Jammisetty Yedukondalu, Kalyani Sunkara, Venkata Kishore Kumar Rejeti, Y Murali Krishna, M Krishna Chaitanya
Abstract
Open AccessPortable electroencephalogram (EEG) systems are increasingly used in healthcare due to their user-friendly and wearable design. However, accurate diagnosis can be hindered by electrooculogram (EOG) artifacts-low-frequency, high-amplitude signals caused by eye blinks. These artifacts are especially problematic in single-channel (SCL) EEG systems, necessitating robust artifact removal techniques. This study proposes an automated method for eliminating EOG artifacts from EEG signals using a Fixed Frequency Empirical Wavelet Transform (FF-EWT) integrated with a finely tuned Generalized Moreau Envelope Total Variation (GMETV) filter. The approach effectively separates artifact sources from the single-channel EEG by identifying contaminated components at the decomposition stage using kurtosis (KS), dispersion entropy (DisEn), and power spectral density (PSD) metrics. These components are then removed using the GMETV filter.
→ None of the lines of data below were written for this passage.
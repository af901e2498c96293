//! Image retrieval.
//!
//! Copies the images of one folder from the share into the local
//! [`Staging`] directory and reads the capture time of each staged copy.
//!
//! A file that fails to stage is logged and skipped; the rest of the folder
//! continues. Only losing the share, or failing to list the folder at all,
//! fails the whole retrieval.

pub mod error;
mod staging;

pub use self::staging::Staging;
use crate::filter::is_image_name;
use crate::metadata::extract_capture_time;
use crate::retrieve::error::{ErrorKind, Result};
use exn::ResultExt;
use futures::{StreamExt, TryStreamExt, stream};
use gallery_share::{ShareHandle, ShareSession};
use serde::Serialize;
use std::path::{Path, PathBuf};
use tracing::instrument;

/// Default number of files staged at the same time.
pub const DEFAULT_CONCURRENCY: usize = 4;

#[derive(Debug, Clone, PartialEq, Eq)]
pub struct RetrieveOptions {
    /// Folder on the share that folder paths are relative to.
    pub base_folder: PathBuf,
    /// Number of files staged at the same time.
    pub concurrency: usize,
}
impl Default for RetrieveOptions {
    fn default() -> Self {
        Self { base_folder: PathBuf::new(), concurrency: DEFAULT_CONCURRENCY }
    }
}

/// One staged image.
#[derive(Debug, Clone, PartialEq, Eq, Serialize)]
pub struct ImageRecord {
    pub filename: String,
    /// Raw `DateTimeOriginal` text, e.g. `"2023:01:02 03:04:05"`.
    pub shooting_date: Option<String>,
}

/// Outcome of retrieving a folder.
#[derive(Debug, Clone, Default, PartialEq, Eq, Serialize)]
pub struct Retrieval {
    /// Staged images, in the order the share listed them.
    pub images: Vec<ImageRecord>,
    /// Names of the images that could not be staged.
    pub skipped: Vec<String>,
}

pub struct Retriever {
    share: ShareHandle,
    staging: Staging,
    options: RetrieveOptions,
}

impl Retriever {
    pub fn new(share: ShareHandle, staging: Staging, options: RetrieveOptions) -> Self {
        Self { share, staging, options }
    }

    pub fn staging(&self) -> &Staging {
        &self.staging
    }

    /// Stage every image directly inside `folder_path` (relative to the base
    /// folder) and read its capture time.
    ///
    /// Files may be staged concurrently, but the returned records are always
    /// in listing order.
    #[instrument(skip(self), fields(share = %self.share.name()))]
    pub async fn fetch_folder_images(&self, folder_path: &str) -> Result<Retrieval> {
        let remote = self.remote_path(folder_path);
        if folder_path.split('/').any(|segment| segment == "..") {
            exn::bail!(ErrorKind::Listing(remote));
        }
        self.staging.prepare().await?;
        let session = self.share.connect().await.or_raise(|| ErrorKind::Connectivity)?;
        let result = self.fetch(session.as_ref(), &remote).await;
        session.close().await;
        let retrieval = result?;
        tracing::info!(images = retrieval.images.len(), skipped = retrieval.skipped.len(), "Retrieved folder");
        Ok(retrieval)
    }

    fn remote_path(&self, folder_path: &str) -> PathBuf {
        let folder_path = folder_path.trim_matches('/');
        if folder_path.is_empty() { self.options.base_folder.clone() } else { self.options.base_folder.join(folder_path) }
    }

    async fn fetch(&self, session: &dyn ShareSession, remote: &Path) -> Result<Retrieval> {
        let entries = match session.list(remote).await {
            Ok(entries) => entries,
            Err(e) if e.is_connectivity() => return Err(e.raise(ErrorKind::Connectivity)),
            Err(e) => return Err(e.raise(ErrorKind::Listing(remote.to_path_buf()))),
        };
        let names = entries.into_iter().filter(|entry| !entry.is_directory && is_image_name(&entry.name)).map(|entry| entry.name);

        let outcomes: Vec<(String, Result<ImageRecord>)> = stream::iter(names)
            .map(|name| async move {
                match self.retrieve_one(session, remote, &name).await {
                    Err(e) if matches!(*e, ErrorKind::Connectivity) => Err(e),
                    outcome => Ok((name, outcome)),
                }
            })
            .buffered(self.options.concurrency.max(1))
            .try_collect()
            .await?;

        let mut retrieval = Retrieval::default();
        for (name, outcome) in outcomes {
            match outcome {
                Ok(record) => retrieval.images.push(record),
                Err(e) => {
                    tracing::warn!(file = %name, error = ?e, "Could not stage image; skipping it");
                    retrieval.skipped.push(name);
                },
            }
        }
        Ok(retrieval)
    }

    async fn retrieve_one(&self, session: &dyn ShareSession, folder: &Path, name: &str) -> Result<ImageRecord> {
        // Checked before anything is read from the share.
        self.staging.path_for(name)?;
        let remote = folder.join(name);
        let chunks = match session.open(&remote).await {
            Ok(chunks) => chunks,
            Err(e) if e.is_connectivity() => return Err(e.raise(ErrorKind::Connectivity)),
            Err(e) => return Err(e.raise(ErrorKind::Retrieval(name.to_string()))),
        };
        let local = self.staging.stage(name, chunks).await?;
        let shooting_date = match tokio::task::spawn_blocking(move || extract_capture_time(&local)).await {
            Ok(shooting_date) => shooting_date,
            Err(e) => {
                tracing::debug!(file = %name, error = %e, "Metadata extraction task failed");
                None
            },
        };
        Ok(ImageRecord { filename: name.to_string(), shooting_date })
    }
}
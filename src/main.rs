mod app;
mod cli;
mod error;
mod output;

use crate::app::App;
use crate::cli::{CacheCommand, Cli, Command, FetchArgs, FoldersArgs, QueryArgs};
use clap::Parser;
use gallery_catalog::ListingSource;
use gallery_catalog::catalog::error::ErrorKind as CatalogErrorKind;
use gallery_catalog::retrieve::error::ErrorKind as RetrieveErrorKind;
use gallery_config::Config;
use std::io;
use std::process::ExitCode;
use tracing_subscriber::EnvFilter;

fn init_logging(verbose: bool) {
    let default = if verbose { "debug" } else { "info" };
    tracing_subscriber::fmt()
        .with_env_filter(EnvFilter::try_from_default_env().unwrap_or_else(|_| EnvFilter::new(default)))
        .with_writer(io::stderr)
        .init();
}

/// Print the command output; an unwritable stdout fails the command.
fn emit(written: io::Result<()>, code: ExitCode) -> ExitCode {
    match written {
        Ok(()) => code,
        Err(e) => {
            tracing::error!(error = ?e, "Could not write output");
            ExitCode::FAILURE
        },
    }
}

async fn folders(app: &App, args: FoldersArgs) -> ExitCode {
    let catalog = match app.catalog().await {
        Ok(catalog) => catalog,
        Err(e) => {
            tracing::error!(error = ?e, "Could not set up the catalog");
            return ExitCode::FAILURE;
        },
    };
    let depth = args.query.depth.unwrap_or(app.config().crawl.max_depth);
    let result = if args.refresh {
        catalog.refresh_folders(&args.query.base, depth).await
    } else {
        catalog.list_folders(&args.query.base, depth).await
    };
    let (folders, code) = match result {
        Ok(listing) => {
            if listing.source == ListingSource::Degraded {
                tracing::warn!("Some folders could not be listed; the catalog is incomplete");
            }
            tracing::info!(source = ?listing.source, folders = listing.folders.len(), "Listed folders");
            (listing.folders, ExitCode::SUCCESS)
        },
        Err(e) => {
            tracing::error!(error = ?e, "Could not list folders");
            let code = match &*e {
                CatalogErrorKind::Connectivity => ExitCode::FAILURE,
                _ => ExitCode::SUCCESS,
            };
            (Vec::new(), code)
        },
    };
    emit(output::write_folders(&mut io::stdout().lock(), &folders, args.json), code)
}

async fn fetch(app: &App, args: FetchArgs) -> ExitCode {
    let retriever = match app.retriever() {
        Ok(retriever) => retriever,
        Err(e) => {
            tracing::error!(error = ?e, "Could not set up image retrieval");
            return ExitCode::FAILURE;
        },
    };
    let (images, code) = match retriever.fetch_folder_images(&args.folder).await {
        Ok(retrieval) => {
            if !retrieval.skipped.is_empty() {
                tracing::warn!(skipped = ?retrieval.skipped, "Some images could not be staged");
            }
            tracing::info!(
                images = retrieval.images.len(),
                staging = %retriever.staging().dir().display(),
                "Staged images"
            );
            (retrieval.images, ExitCode::SUCCESS)
        },
        Err(e) => {
            tracing::error!(error = ?e, folder = %args.folder, "Could not fetch images");
            let code = match &*e {
                RetrieveErrorKind::Connectivity => ExitCode::FAILURE,
                _ => ExitCode::SUCCESS,
            };
            (Vec::new(), code)
        },
    };
    emit(output::write_images(&mut io::stdout().lock(), &images, args.json), code)
}

async fn cache(app: &App, command: CacheCommand) -> ExitCode {
    let catalog = match app.catalog().await {
        Ok(catalog) => catalog,
        Err(e) => {
            tracing::error!(error = ?e, "Could not set up the catalog");
            return ExitCode::FAILURE;
        },
    };
    match command {
        CacheCommand::Clear => match catalog.clear().await {
            Ok(removed) => {
                tracing::info!(removed, "Cleared stored snapshots");
                ExitCode::SUCCESS
            },
            Err(e) => {
                tracing::error!(error = ?e, "Could not clear stored snapshots");
                ExitCode::FAILURE
            },
        },
        CacheCommand::Invalidate(QueryArgs { base, depth }) => {
            let depth = depth.unwrap_or(app.config().crawl.max_depth);
            match catalog.invalidate(&base, depth).await {
                Ok(true) => {
                    tracing::info!(base = %base, depth, "Removed stored snapshot");
                    ExitCode::SUCCESS
                },
                Ok(false) => {
                    tracing::info!(base = %base, depth, "No snapshot stored for this query");
                    ExitCode::SUCCESS
                },
                Err(e) => {
                    tracing::error!(error = ?e, "Could not remove stored snapshot");
                    ExitCode::FAILURE
                },
            }
        },
    }
}

#[tokio::main]
async fn main() -> ExitCode {
    let cli = Cli::parse();
    init_logging(cli.verbose);

    let config = match Config::load(cli.config.as_deref()) {
        Ok(config) => config,
        Err(e) => {
            tracing::error!(error = ?e, "Could not load configuration");
            return ExitCode::FAILURE;
        },
    };
    let app = App::new(config);

    match cli.command {
        Command::Folders(args) => folders(&app, args).await,
        Command::Fetch(args) => fetch(&app, args).await,
        Command::Cache(command) => cache(&app, command).await,
    }
}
The method was validated on both synthetic and real EEG datasets, demonstrating its capability to suppress EOG artifacts while preserving essential low-frequency EEG information. Performance evaluation revealed substantial improvements using the FF-EWT+GMETV technique, with lower Relative Root Mean Square Error (RRMSE) and higher Correlation Coefficient (CC) on synthetic data, and improved Signal-to-Artifact Ratio (SAR) and Mean Absolute Error (MAE) on real EEG recordings. This advancement offers strong potential for brain signal analysis, serving as an effective preprocessing tool in both clinical and research settings.